A girl receiving treatment from a community health worker in Port-au-PrinceLast week in our new report ‘Salt Sugar and Malaria Pills’, Oxfam is calling for an end to a global malaria scheme; the Affordable Medicines Facility – malaria (AMFm).

Despite great successes in fighting malaria, many poor people continue to die of this treatable disease.  The majority of those dying in Africa are children. In fact in 2010, 86 per cent of malaria deaths were children under five.  So why are we not supportive of a scheme that aims to reduce the price of life saving medicines?

As you may expect – and hope – we have some very good reasons based on the evidence.

It is true that the AMFm has succeeded in reducing the price of ACT – the ‘good’ malaria drug – and increasing the number of medicines available in the countries where the subsidy operated. You don’t need a PHD in economics to understand that a subsidy will achieve these things. But that doesn’t mean the subsidy is helping the poorest families to get the treatment they need, and doesn’t take into account the public health risk of treating malaria in this way.

Firstly, there is no evidence that the poorest and most vulnerable have benefited. The AMFm’s own evaluation of the pilot phase, which has seen the subsidy rolled out in 7 territories, failed to measure this.  They don’t know who bought the medicines.  What we do know is that when medicines have even a low price, the poorest families cannot afford them.  Ordinary people have spent over 105 million USD buying these subsidised medicines in the pilot countries. This level of out of pocket payment is not what will allow the poorest people, living below the poverty line, to get the medicines they need.

But there is a far more fundamental flaw in the AMFm.  The scheme has mainly incentivised increased sales through small-scale private providers.  Which doesn’t sound like a problem, until you realise this doesn’t mean chemists or private doctors. It means shops.  The AMFm has put the majority of medicines in the hands of shopkeepers who don’t have any medical training, and can’t give medical advice to families or properly diagnose malaria.  Given that an estimated 60% of fevers are not malaria, distributing medicines in this way runs a real risk of wrong treatment for the majority.

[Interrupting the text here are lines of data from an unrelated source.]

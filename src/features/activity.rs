//! One-shot activity poll for callers that cannot hold a long-running loop.

use serde::Serialize;

use crate::github::RepositorySlug;
use crate::notifications::{ActivityPoller, NotificationRecord};

use super::{FeatureContext, FeatureReport};

/// Records produced by a single poll.
#[derive(Debug, Clone, PartialEq, Eq, Serialize)]
pub struct ActivityReport {
    /// Repository polled.
    pub repository: String,
    /// Log the records were appended to.
    pub log_path: String,
    /// New records, oldest first.
    pub notifications: Vec<NotificationRecord>,
}

/// Polls once, resuming after the newest event already in the log so that
/// repeated calls never record the same event twice.
pub(super) async fn run(context: FeatureContext<'_>, repository: &RepositorySlug) -> FeatureReport {
    let last_seen = context
        .notifications
        .latest_time_for(&repository.to_string());
    let mut poller = ActivityPoller::resume(repository.clone(), last_seen);
    let notifications = poller.tick(context.gateway, context.notifications).await;

    FeatureReport::Activity(ActivityReport {
        repository: repository.to_string(),
        log_path: context.notifications.path().to_string(),
        notifications,
    })
}

#[cfg(test)]
mod tests {
    use camino::Utf8PathBuf;
    use rstest::rstest;
    use serde_json::json;
    use tempfile::TempDir;

    use super::*;
    use crate::ai::completion::MockCompletionService;
    use crate::github::RepositoryEvent;
    use crate::github::gateway::MockRepositoryGateway;
    use crate::http::FetchResult;
    use crate::notifications::NotificationLog;

    fn issue(time: &str, number: u64) -> RepositoryEvent {
        RepositoryEvent {
            kind: "IssuesEvent".to_owned(),
            actor: Some("grace".to_owned()),
            created_at: Some(time.to_owned()),
            payload: json!({"issue": {"number": number, "title": "Bug"}}),
        }
    }

    #[rstest]
    #[tokio::test]
    async fn repeated_polls_do_not_duplicate_events() {
        let dir = TempDir::new().expect("temporary directory should be created");
        let base = Utf8PathBuf::from_path_buf(dir.path().to_path_buf())
            .expect("temporary path should be UTF-8");
        let log = NotificationLog::new(base.join("notifications.json"));
        let slug = RepositorySlug::parse("octocat/hello").expect("slug should parse");
        let mut gateway = MockRepositoryGateway::new();
        gateway.expect_recent_events().returning(|_, _| {
            FetchResult::Success(vec![
                issue("2024-05-01T11:00:00Z", 2),
                issue("2024-05-01T10:00:00Z", 1),
            ])
        });
        let completion = MockCompletionService::new();
        let context = FeatureContext {
            gateway: &gateway,
            completion: &completion,
            notifications: &log,
        };

        let FeatureReport::Activity(first) = run(context, &slug).await else {
            panic!("expected an activity report");
        };
        let FeatureReport::Activity(second) = run(context, &slug).await else {
            panic!("expected an activity report");
        };

        assert_eq!(first.notifications.len(), 2);
        assert!(second.notifications.is_empty());
        assert_eq!(log.load().len(), 2);
    }
}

We are not idealists either. We know that public health infrastructure in many countries cannot always provide a well trained doctor on the doorstep of the poorest people.  This is why our report also proposes a pragmatic solution that will have a far better chance of success than the AMFm.  Community health workers are based in communities, and can be trained to diagnose and treat malaria and non-malarial fevers.  When Ethiopia invested in 30,000 community health workers, they saw malarial deaths fall by half in just 3 years.  And the amount that has been spent so far on the AMFm could have trained and paid the first year’s salaries of 390,000 community health workers in sub-saharan Africa.  This is the opportunity cost of the AMFm that the Global Fund Board must bear in mind.

So ask yourself this. If there is a 2 in 3 chance your daughter who woke up this morning with a fever, doesn’t have malaria, but another life threatening disease, would you really take her to a shopkeeper without any medical training but with a financial incentive to sell you malaria pills? Or would you prefer to have a trained health worker in your community, who can diagnose and treat pneumonia and other diseases?

A child in Tanzania has the right to safe treatment, just like our own children do. The AMFm puts lives at risk in the poorest countries, and poses a dangerous distraction away from more effective interventions that can save the lives of the poorest and most vulnerable.

This is why we are urging the Global Fund who will meet in early November, to base their decisions on the evidence. To put an end to the AMFm, and free up the resources to invest in what we know works.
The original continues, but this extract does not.